* Task details: Copy out each line below that has the word "previous" in it.

(Stored records)
<<<<

//! Conditions under which the guardian must stop instead of acting on unsafe state.
//!
//! Library code never exits the process. It either returns a [`Fatal`] or, from background tasks
//! such as the stall watchdog, raises one through a [`FatalSignal`]. `main` is the only place that
//! turns either into a non-zero exit.

use std::future::Future;
use std::time::Duration;

use log::error;
use snafu::Snafu;
use tokio::sync::mpsc;

/// A condition the daemon cannot recover from.
#[derive(Debug, Clone, PartialEq, Eq, Snafu)]
#[snafu(visibility(pub))]
pub enum Fatal {
    /// No new block arrived within the watchdog threshold.
    #[snafu(display(
        "No new block observed for {timeout:?} (last block {last_block:?}), refusing to act on stale state"
    ))]
    ChainStalled {
        /// Last block number observed before the stall.
        last_block: Option<u64>,
        /// The watchdog threshold.
        timeout: Duration,
    },

    /// The chain id could not be resolved at startup.
    #[snafu(display("Unable to detect network: {message}"))]
    NetworkUndetectable {
        /// Last error returned by the node.
        message: String,
    },

    /// The node serves a different chain than configured.
    #[snafu(display("Node serves chain {actual}, expected {expected}"))]
    UnexpectedNetwork {
        /// Configured chain id.
        expected: u64,
        /// Chain id reported by the node.
        actual: u64,
    },

    /// The chain has no known deployment parameters.
    #[snafu(display("Chain {chain_id} is not supported"))]
    UnsupportedNetwork {
        /// Chain id reported by the node.
        chain_id: u64,
    },

    /// Chain data broke a structural assumption.
    #[snafu(display("Malformed chain data: {message}"))]
    MalformedChainData {
        /// What was wrong with it.
        message: String,
    },
}

/// Sending half used by background tasks to stop the daemon.
#[derive(Clone, Debug)]
pub struct FatalSignal {
    sender: mpsc::UnboundedSender<Fatal>,
}

/// Receiving half owned by the top-level loop.
pub type FatalReceiver = mpsc::UnboundedReceiver<Fatal>;

impl FatalSignal {
    /// Creates a connected signal/receiver pair.
    pub fn channel() -> (Self, FatalReceiver) {
        let (sender, receiver) = mpsc::unbounded_channel();
        (Self { sender }, receiver)
    }

    /// Reports `fatal` to the top-level loop.
    pub fn raise(&self, fatal: Fatal) {
        error!("☠️ {}", fatal);
        // the receiver is gone only while the daemon is already shutting down
        let _ = self.sender.send(fatal);
    }
}

/// Drives `future` to completion unless a [`Fatal`] is raised first, in which case `future` is
/// dropped where it stands.
pub async fn supervise<F: Future>(fatal: &mut FatalReceiver, future: F) -> Result<F::Output, Fatal> {
    tokio::pin!(future);
    tokio::select! {
        biased;
        Some(source) = fatal.recv() => Err(source),
        output = &mut future => Ok(output),
    }
}
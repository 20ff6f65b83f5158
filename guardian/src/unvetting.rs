//! Packing of unvet requests.
//!
//! The security module takes the operators to unvet as two packed byte strings: operator ids as
//! 8 byte big-endian words and the new vetted key counts as 16 byte big-endian words. A single
//! transaction can only touch a bounded number of operators, so the request is split into chunks.

use alloy::primitives::Bytes;
use guardian_core::keys::{RegistryKey, StakingModuleData};
use log::info;

use crate::key_state::new_vetted_amounts;

/// One unvet request for the security module.
#[derive(Clone, Debug, PartialEq, Eq)]
pub struct UnvetChunk {
    /// Packed 8 byte operator ids.
    pub operator_ids: Bytes,
    /// Packed 16 byte new vetted counts, in the order of `operator_ids`.
    pub vetted_keys_by_operator: Bytes,
}

/// Keys that make the module unvet: invalid, duplicated and front-run keys.
pub fn keys_to_unvet(data: &StakingModuleData) -> Vec<RegistryKey> {
    data.invalid_keys
        .iter()
        .chain(&data.duplicated_keys)
        .chain(&data.front_run_keys)
        .cloned()
        .collect()
}

/// Splits the new vetted amounts of `keys` into chunks of at most `max_operators` operators.
pub fn unvet_chunks(keys: &[RegistryKey], max_operators: u64) -> Vec<UnvetChunk> {
    let amounts: Vec<(u64, u64)> = new_vetted_amounts(keys).into_iter().collect();
    if amounts.is_empty() {
        info!("Did not find keys for unvetting");
        return Vec::new();
    }

    let chunk_size = usize::try_from(max_operators.max(1)).unwrap_or(usize::MAX);
    amounts
        .chunks(chunk_size)
        .map(|chunk| UnvetChunk {
            operator_ids: chunk
                .iter()
                .flat_map(|(operator, _)| operator.to_be_bytes())
                .collect::<Vec<u8>>()
                .into(),
            vetted_keys_by_operator: chunk
                .iter()
                .flat_map(|(_, amount)| u128::from(*amount).to_be_bytes())
                .collect::<Vec<u8>>()
                .into(),
        })
        .collect()
}
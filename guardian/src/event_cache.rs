//! # Event Cache
//!
//! A persisted, versioned store of verified chain events covering a contiguous block range.
//!
//! The record lives in one JSON file per network and cache key:
//!
//! ```text
//! <cache_dir>/chain-<chain_id>/<key>.json
//! { "headers": { "startBlock", "endBlock", "version" }, "data": [...], "lastValidEvent": ... }
//! ```
//!
//! Events are kept sorted by `(blockNumber, logIndex)`. The cache only grows by appending
//! ranges that start where it ends, and is written atomically after every extension. A record with
//! a different schema version is discarded and rebuilt from the deployment block. The last valid
//! event doubles as a reorg checkpoint: when its block hash no longer matches the chain, the tail
//! is rewound and refetched.

use std::fs;
use std::io;
use std::path::{Path, PathBuf};

use alloy::primitives::B256;
use guardian_core::deposit::{LogPosition, VerifiedDepositEvent};
use guardian_core::keys::SigningKeyEvent;
use log::{debug, info, warn};
use serde::de::DeserializeOwned;
use serde::{Deserialize, Serialize};
use snafu::{ResultExt, Snafu};

/// An event that can be stored in an [`EventCache`].
pub trait CachedEvent: Clone + Serialize + DeserializeOwned + Send + Sync + 'static {
    /// Chain position of the event.
    fn position(&self) -> LogPosition;

    /// Hash of the block the event was emitted in.
    fn block_hash(&self) -> B256;

    /// Whether the event can serve as a reorg checkpoint.
    fn is_valid(&self) -> bool {
        true
    }
}

impl CachedEvent for VerifiedDepositEvent {
    fn position(&self) -> LogPosition {
        self.event.position()
    }

    fn block_hash(&self) -> B256 {
        self.event.block_hash
    }

    fn is_valid(&self) -> bool {
        self.valid
    }
}

impl CachedEvent for SigningKeyEvent {
    fn position(&self) -> LogPosition {
        SigningKeyEvent::position(self)
    }

    fn block_hash(&self) -> B256 {
        self.block_hash
    }
}

/// Errors returned by [`EventCache`].
#[derive(Debug, Snafu)]
#[snafu(visibility(pub))]
pub enum CacheError {
    /// The new end block is behind the cached one.
    #[snafu(display("New end block {new_end_block} is behind cached end block {end_block}"))]
    EndBlockBehind {
        /// Cached end block.
        end_block: u64,
        /// Requested end block.
        new_end_block: u64,
    },

    /// An appended event lies before the cached range end.
    #[snafu(display("Event at block {block_number} is before cached end block {end_block}"))]
    EventBeforeRange {
        /// Block of the event.
        block_number: u64,
        /// Cached end block.
        end_block: u64,
    },

    /// An appended event lies after the new end block.
    #[snafu(display("Event at block {block_number} is after new end block {new_end_block}"))]
    EventAfterRange {
        /// Block of the event.
        block_number: u64,
        /// Requested end block.
        new_end_block: u64,
    },

    /// An appended event does not sort strictly after its predecessor.
    #[snafu(display("Event at {position:?} does not follow {previous:?}"))]
    EventOutOfOrder {
        /// Position of the offending event.
        position: LogPosition,
        /// Position of the event before it.
        previous: LogPosition,
    },

    /// The record could not be serialized.
    #[snafu(display("Unable to serialize cache: {source}"))]
    Serialize {
        /// Serialization error.
        source: serde_json::Error,
    },

    /// The record could not be written.
    #[snafu(display("Unable to write cache {}: {source}", path.display()))]
    Persist {
        /// Target file.
        path: PathBuf,
        /// IO error.
        source: io::Error,
    },
}

impl CacheError {
    /// Whether the error is a range violation rather than an IO failure.
    pub fn is_range_error(&self) -> bool {
        matches!(
            self,
            CacheError::EndBlockBehind { .. }
                | CacheError::EventBeforeRange { .. }
                | CacheError::EventAfterRange { .. }
                | CacheError::EventOutOfOrder { .. }
        )
    }
}

/// Result alias of this module.
pub type Result<T, E = CacheError> = std::result::Result<T, E>;

/// Block range and schema version of a cache record.
#[derive(Clone, Debug, PartialEq, Eq, Serialize, Deserialize)]
#[serde(rename_all = "camelCase")]
pub struct CacheHeaders {
    /// First block covered.
    pub start_block: u64,
    /// Last block fetched.
    pub end_block: u64,
    /// Schema version tag.
    pub version: String,
}

/// The persisted form of a cache.
#[derive(Clone, Debug, PartialEq, Eq, Serialize, Deserialize)]
#[serde(rename_all = "camelCase", bound(deserialize = "E: Deserialize<'de>"))]
pub struct CacheRecord<E> {
    /// Range and version.
    pub headers: CacheHeaders,
    /// Events, ascending by position.
    pub data: Vec<E>,
    /// Last event, in ascending order, that is valid.
    #[serde(default, skip_serializing_if = "Option::is_none")]
    pub last_valid_event: Option<E>,
}

impl<E: CachedEvent> CacheRecord<E> {
    /// An empty record anchored at `block`.
    pub fn empty(block: u64, version: &str) -> Self {
        Self {
            headers: CacheHeaders {
                start_block: block,
                end_block: block,
                version: version.to_owned(),
            },
            data: Vec::new(),
            last_valid_event: None,
        }
    }

    /// Reorg checkpoint: block number and hash of the last valid event.
    pub fn checkpoint(&self) -> Option<(u64, B256)> {
        self.last_valid_event
            .as_ref()
            .map(|event| (event.position().block_number, event.block_hash()))
    }

    fn is_sorted(&self) -> bool {
        self.data
            .windows(2)
            .all(|pair| pair[0].position() < pair[1].position())
    }

    fn refresh_last_valid_event(&mut self) {
        self.last_valid_event = self.data.iter().rev().find(|e| e.is_valid()).cloned();
    }
}

/// Outcome of comparing the cache checkpoint with the chain.
#[derive(Clone, Copy, Debug, PartialEq, Eq)]
pub enum Consistency {
    /// The checkpoint block is still part of the chain.
    Consistent,
    /// Nothing valid is cached yet.
    NoCheckpoint,
    /// The checkpoint block was replaced.
    Reorganized {
        /// Checkpoint block number.
        block_number: u64,
        /// Hash stored in the cache.
        cached_hash: B256,
        /// Hash reported by the chain.
        chain_hash: B256,
    },
}

/// Where and how a cache is stored.
#[derive(Clone, Debug, PartialEq, Eq)]
pub struct EventCacheConfig {
    /// Root cache directory.
    pub dir: PathBuf,
    /// Chain the events belong to.
    pub chain_id: u64,
    /// File name without extension.
    pub key: String,
    /// Schema version tag.
    pub version: String,
    /// Block a fresh cache starts at.
    pub deployment_block: u64,
}

impl EventCacheConfig {
    /// Directory of this chain's caches.
    pub fn chain_dir(&self) -> PathBuf {
        self.dir.join(format!("chain-{}", self.chain_id))
    }

    /// Path of the cache file.
    pub fn path(&self) -> PathBuf {
        self.chain_dir().join(format!("{}.json", self.key))
    }

    fn temp_path(&self) -> PathBuf {
        self.chain_dir().join(format!("{}.json.tmp", self.key))
    }
}

/// A persisted event cache.
#[derive(Debug)]
pub struct EventCache<E> {
    config: EventCacheConfig,
    record: CacheRecord<E>,
}

impl<E: CachedEvent> EventCache<E> {
    /// Loads the cache described by `config`.
    ///
    /// Never fails: a missing, unreadable or outdated file yields an empty record anchored at the
    /// deployment block.
    pub fn load(config: EventCacheConfig) -> Self {
        let path = config.path();
        let record = match fs::read(&path) {
            Ok(bytes) => match serde_json::from_slice::<CacheRecord<E>>(&bytes) {
                Ok(record) if record.headers.version != config.version => {
                    info!(
                        "🧹 Cache {} has version {}, expected {}, rebuilding",
                        path.display(),
                        record.headers.version,
                        config.version
                    );
                    remove_best_effort(&path);
                    None
                }
                Ok(record) if !record.is_sorted() => {
                    warn!("⚠️ Cache {} is not sorted, rebuilding", path.display());
                    remove_best_effort(&path);
                    None
                }
                Ok(record) => Some(record),
                Err(e) => {
                    warn!("⚠️ Cache {} is unreadable ({e}), rebuilding", path.display());
                    remove_best_effort(&path);
                    None
                }
            },
            Err(e) if e.kind() == io::ErrorKind::NotFound => None,
            Err(e) => {
                warn!("⚠️ Unable to read cache {} ({e})", path.display());
                None
            }
        };

        let record = record
            .unwrap_or_else(|| CacheRecord::empty(config.deployment_block, &config.version));
        Self { config, record }
    }

    /// Location and identity of this cache.
    pub fn config(&self) -> &EventCacheConfig {
        &self.config
    }

    /// Headers and events as persisted.
    pub fn record(&self) -> &CacheRecord<E> {
        &self.record
    }

    /// Covered block range and version.
    pub fn headers(&self) -> &CacheHeaders {
        &self.record.headers
    }

    /// Cached events, ascending.
    pub fn events(&self) -> &[E] {
        &self.record.data
    }

    /// Last block the cache covers.
    pub fn end_block(&self) -> u64 {
        self.record.headers.end_block
    }

    /// Number of cached events.
    pub fn len(&self) -> usize {
        self.record.data.len()
    }

    /// Whether no event is cached.
    pub fn is_empty(&self) -> bool {
        self.record.data.is_empty()
    }

    /// Appends `events` fetched up to `new_end_block` and persists the result.
    pub fn extend(&mut self, events: Vec<E>, new_end_block: u64) -> Result<()> {
        let end_block = self.record.headers.end_block;
        if new_end_block < end_block {
            return EndBlockBehindSnafu {
                end_block,
                new_end_block,
            }
            .fail();
        }

        let mut previous = self.record.data.last().map(CachedEvent::position);
        for event in &events {
            let position = event.position();
            if position.block_number < end_block {
                return EventBeforeRangeSnafu {
                    block_number: position.block_number,
                    end_block,
                }
                .fail();
            }
            if position.block_number > new_end_block {
                return EventAfterRangeSnafu {
                    block_number: position.block_number,
                    new_end_block,
                }
                .fail();
            }
            if let Some(previous) = previous {
                if position <= previous {
                    return EventOutOfOrderSnafu { position, previous }.fail();
                }
            }
            previous = Some(position);
        }

        if let Some(last_valid) = events.iter().rev().find(|e| e.is_valid()) {
            self.record.last_valid_event = Some(last_valid.clone());
        }
        self.record.data.extend(events);
        self.record.headers.end_block = new_end_block;
        self.persist()
    }

    /// Reorg checkpoint of the cached data.
    pub fn checkpoint(&self) -> Option<(u64, B256)> {
        self.record.checkpoint()
    }

    /// Compares the checkpoint with the hash the chain reports for the checkpoint block.
    pub fn detect_inconsistency(&self, chain_hash: B256) -> Consistency {
        match self.checkpoint() {
            None => Consistency::NoCheckpoint,
            Some((_, cached_hash)) if cached_hash == chain_hash => Consistency::Consistent,
            Some((block_number, cached_hash)) => Consistency::Reorganized {
                block_number,
                cached_hash,
                chain_hash,
            },
        }
    }

    /// Drops every event at or after the checkpoint block and moves the end block before it.
    ///
    /// Returns the new end block. Callers repeat until the cache is consistent.
    pub fn rewind(&mut self) -> Result<u64> {
        let Some((block_number, _)) = self.checkpoint() else {
            return Ok(self.record.headers.end_block);
        };

        self.record
            .data
            .retain(|event| event.position().block_number < block_number);
        self.record.refresh_last_valid_event();
        self.record.headers.end_block = block_number
            .saturating_sub(1)
            .max(self.record.headers.start_block);
        info!(
            "⏪ Cache {} rewound to block {}",
            self.config.key, self.record.headers.end_block
        );
        self.persist()?;
        Ok(self.record.headers.end_block)
    }

    /// Whether the cache can be trusted against a chain head at `current_block`.
    ///
    /// A cache newer than the head means the node serves stale data.
    pub fn validate_against_head(&self, current_block: u64) -> bool {
        self.record.headers.end_block <= current_block
    }

    /// Replaces the record with an empty one and removes the file.
    pub fn reset(&mut self) {
        self.record = CacheRecord::empty(self.config.deployment_block, &self.config.version);
        self.delete();
    }

    /// Removes the cache file, best effort.
    pub fn delete(&self) {
        remove_best_effort(&self.config.path());
    }

    /// Removes temporary files and numbered batch files left over by older layouts.
    pub fn remove_stale_artifacts(&self) {
        let dir = self.config.chain_dir();
        let entries = match fs::read_dir(&dir) {
            Ok(entries) => entries,
            Err(e) => {
                debug!("unable to list {}: {e}", dir.display());
                return;
            }
        };

        for entry in entries.flatten() {
            let name = entry.file_name();
            let Some(name) = name.to_str() else {
                continue;
            };
            if is_stale_artifact(name, &self.config.key) {
                remove_best_effort(&entry.path());
            }
        }
    }

    fn persist(&self) -> Result<()> {
        let dir = self.config.chain_dir();
        fs::create_dir_all(&dir).context(PersistSnafu { path: dir })?;

        let bytes = serde_json::to_vec(&self.record).context(SerializeSnafu)?;
        let temp = self.config.temp_path();
        fs::write(&temp, bytes).context(PersistSnafu { path: temp.clone() })?;

        let path = self.config.path();
        fs::rename(&temp, &path).context(PersistSnafu { path })?;
        debug!(
            "cache {} persisted up to block {}",
            self.config.key, self.record.headers.end_block
        );
        Ok(())
    }
}

fn is_stale_artifact(name: &str, key: &str) -> bool {
    if name.ends_with(".tmp") {
        return true;
    }
    name.strip_prefix(key)
        .and_then(|rest| rest.strip_prefix('-'))
        .and_then(|rest| rest.strip_suffix(".json"))
        .is_some_and(|batch| !batch.is_empty() && batch.bytes().all(|b| b.is_ascii_digit()))
}

fn remove_best_effort(path: &Path) {
    match fs::remove_file(path) {
        Ok(()) => debug!("removed {}", path.display()),
        Err(e) => debug!("unable to remove {}: {e}", path.display()),
    }
}
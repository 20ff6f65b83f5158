//! RabbitMQ through the management HTTP API: publishing posts to an exchange, subscriptions poll
//! a queue bound to it.

use std::collections::HashMap;
use std::sync::{Mutex, PoisonError};
use std::time::Duration;

use async_trait::async_trait;
use log::{debug, warn};
use reqwest::Client;
use serde::Deserialize;
use serde_json::{json, Value};
use snafu::ResultExt;
use tokio::task::JoinHandle;
use url::Url;

use super::{
    ClientSnafu, HttpSnafu, MessageHandler, MessageType, Result, SerializeSnafu, Transport,
    TransportError, MESSAGE_TYPE_HEADER,
};

/// Connection settings of a RabbitMQ management API.
#[derive(Clone, Debug)]
pub struct RabbitConfig {
    /// Base URL of the management API, e.g. `http://localhost:15672`.
    pub url: Url,
    /// Virtual host.
    pub vhost: String,
    /// Exchange messages are published to, with the topic as routing key.
    pub exchange: String,
    /// Management API user.
    pub user: String,
    /// Management API password.
    pub password: String,
    /// Interval between polls of subscribed queues.
    pub poll_interval: Duration,
    /// Bound of a single management API request.
    pub request_timeout: Duration,
}

/// Messages fetched from a queue per poll.
const POLL_BATCH: u32 = 100;

#[derive(Deserialize)]
struct PublishResponse {
    routed: bool,
}

#[derive(Deserialize)]
struct QueuedMessage {
    payload: String,
    #[serde(default)]
    properties: QueuedProperties,
}

#[derive(Default, Deserialize)]
struct QueuedProperties {
    #[serde(default)]
    headers: HashMap<String, Value>,
}

/// Transport backed by the RabbitMQ management HTTP API.
#[derive(Debug)]
pub struct RabbitHttpTransport {
    client: Client,
    config: RabbitConfig,
    subscriptions: Mutex<Vec<JoinHandle<()>>>,
}

impl Drop for RabbitHttpTransport {
    fn drop(&mut self) {
        for task in self
            .subscriptions
            .get_mut()
            .unwrap_or_else(PoisonError::into_inner)
            .drain(..)
        {
            task.abort();
        }
    }
}

impl RabbitHttpTransport {
    /// A transport for the management API described by `config`.
    pub fn new(config: RabbitConfig) -> Result<Self> {
        let client = Client::builder()
            .timeout(config.request_timeout)
            .build()
            .context(ClientSnafu)?;
        Ok(Self {
            client,
            config,
            subscriptions: Mutex::new(Vec::new()),
        })
    }

    fn endpoint(&self, segments: &[&str]) -> Result<Url> {
        endpoint(&self.config.url, segments)
    }

    async fn post(&self, url: Url, body: &Value) -> Result<reqwest::Response> {
        self.client
            .post(url.clone())
            .basic_auth(&self.config.user, Some(&self.config.password))
            .json(body)
            .send()
            .await
            .and_then(reqwest::Response::error_for_status)
            .context(HttpSnafu { url })
    }

    async fn put(&self, url: Url, body: &Value) -> Result<()> {
        self.client
            .put(url.clone())
            .basic_auth(&self.config.user, Some(&self.config.password))
            .json(body)
            .send()
            .await
            .and_then(reqwest::Response::error_for_status)
            .context(HttpSnafu { url })?;
        Ok(())
    }
}

fn endpoint(base: &Url, segments: &[&str]) -> Result<Url> {
    let mut url = base.clone();
    url.path_segments_mut()
        .map_err(|_| TransportError::InvalidUrl { url: base.clone() })?
        .pop_if_empty()
        .push("api")
        .extend(segments);
    Ok(url)
}

async fn poll_queue(
    client: Client,
    config: RabbitConfig,
    url: Url,
    message_type: MessageType,
    handler: MessageHandler,
) {
    let mut interval = tokio::time::interval(config.poll_interval);
    let body = json!({
        "count": POLL_BATCH,
        "ackmode": "ack_requeue_false",
        "encoding": "auto",
    });

    loop {
        interval.tick().await;
        let response = client
            .post(url.clone())
            .basic_auth(&config.user, Some(&config.password))
            .json(&body)
            .send()
            .await
            .and_then(reqwest::Response::error_for_status);
        let messages: Vec<QueuedMessage> = match response {
            Ok(response) => match response.json().await {
                Ok(messages) => messages,
                Err(e) => {
                    warn!("⚠️ Unreadable messages from {url}: {e}");
                    continue;
                }
            },
            Err(e) => {
                warn!("⚠️ Failed to poll {url}: {e}");
                continue;
            }
        };

        for message in messages {
            let kind = message
                .properties
                .headers
                .get(MESSAGE_TYPE_HEADER)
                .and_then(Value::as_str)
                .and_then(MessageType::parse);
            if kind != Some(message_type) {
                continue;
            }
            match serde_json::from_str(&message.payload) {
                Ok(payload) => handler(payload),
                Err(e) => debug!("skipping undecodable {message_type} message: {e}"),
            }
        }
    }
}

#[async_trait]
impl Transport for RabbitHttpTransport {
    async fn publish(&self, topic: &str, payload: Value, message_type: MessageType) -> Result<()> {
        let url = self.endpoint(&[
            "exchanges",
            &self.config.vhost,
            &self.config.exchange,
            "publish",
        ])?;
        let body = json!({
            "properties": { "headers": { MESSAGE_TYPE_HEADER: message_type.as_str() } },
            "routing_key": topic,
            "payload": serde_json::to_string(&payload).context(SerializeSnafu)?,
            "payload_encoding": "string",
        });

        let response = self.post(url.clone(), &body).await?;
        match response.json::<PublishResponse>().await {
            Ok(PublishResponse { routed: false }) => {
                warn!("⚠️ {message_type} message on {topic} was not routed to any queue")
            }
            Ok(_) => {}
            Err(e) => debug!("unreadable publish response from {url}: {e}"),
        }
        Ok(())
    }

    async fn subscribe(
        &self,
        topic: &str,
        message_type: MessageType,
        handler: MessageHandler,
    ) -> Result<()> {
        let queue = format!("{topic}.{message_type}");
        self.put(
            self.endpoint(&["queues", &self.config.vhost, &queue])?,
            &json!({ "durable": false, "auto_delete": true }),
        )
        .await?;
        self.post(
            self.endpoint(&[
                "bindings",
                &self.config.vhost,
                "e",
                &self.config.exchange,
                "q",
                &queue,
            ])?,
            &json!({ "routing_key": topic }),
        )
        .await?;

        let url = self.endpoint(&["queues", &self.config.vhost, &queue, "get"])?;
        let task = tokio::spawn(poll_queue(
            self.client.clone(),
            self.config.clone(),
            url,
            message_type,
            handler,
        ));
        self.subscriptions
            .lock()
            .unwrap_or_else(PoisonError::into_inner)
            .push(task);
        Ok(())
    }
}

#[cfg(test)]
mod tests {
    use super::*;

    fn config(url: Url) -> RabbitConfig {
        RabbitConfig {
            url,
            vhost: "/".into(),
            exchange: "amq.topic".into(),
            user: "guest".into(),
            password: "guest".into(),
            poll_interval: Duration::from_secs(1),
            request_timeout: Duration::from_millis(100),
        }
    }

    #[test]
    fn management_endpoints_escape_the_vhost() {
        let base = Url::parse("http://localhost:15672/").unwrap();
        let url = endpoint(&base, &["exchanges", "/", "amq.topic", "publish"]).unwrap();
        assert_eq!(
            url.as_str(),
            "http://localhost:15672/api/exchanges/%2F/amq.topic/publish"
        );
    }


    #[tokio::test]
    async fn stuck_broker_does_not_hold_a_publish() {
        let listener = tokio::net::TcpListener::bind("127.0.0.1:0").await.unwrap();
        let addr = listener.local_addr().unwrap();
        // accept and never answer
        let server = tokio::spawn(async move {
            let mut held = Vec::new();
            while let Ok((socket, _)) = listener.accept().await {
                held.push(socket);
            }
        });

        let url = Url::parse(&format!("http://{addr}/")).unwrap();
        let transport = RabbitHttpTransport::new(config(url)).unwrap();
        let error = tokio::time::timeout(
            Duration::from_secs(5),
            transport.publish("holesky-defender", json!({}), MessageType::Ping),
        )
        .await
        .expect("publish was not abandoned")
        .unwrap_err();

        assert!(matches!(error, TransportError::Http { ref source, .. } if source.is_timeout()));
        server.abort();
    }
}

>>>>

* Answer for this exercise:
    #[snafu(display("Event at {position:?} does not follow {previous:?}"))]
        previous: LogPosition,
        let mut previous = self.record.data.last().map(CachedEvent::position);
            if let Some(previous) = previous {
                if position <= previous {
                    return EventOutOfOrderSnafu { position, previous }.fail();
            previous = Some(position);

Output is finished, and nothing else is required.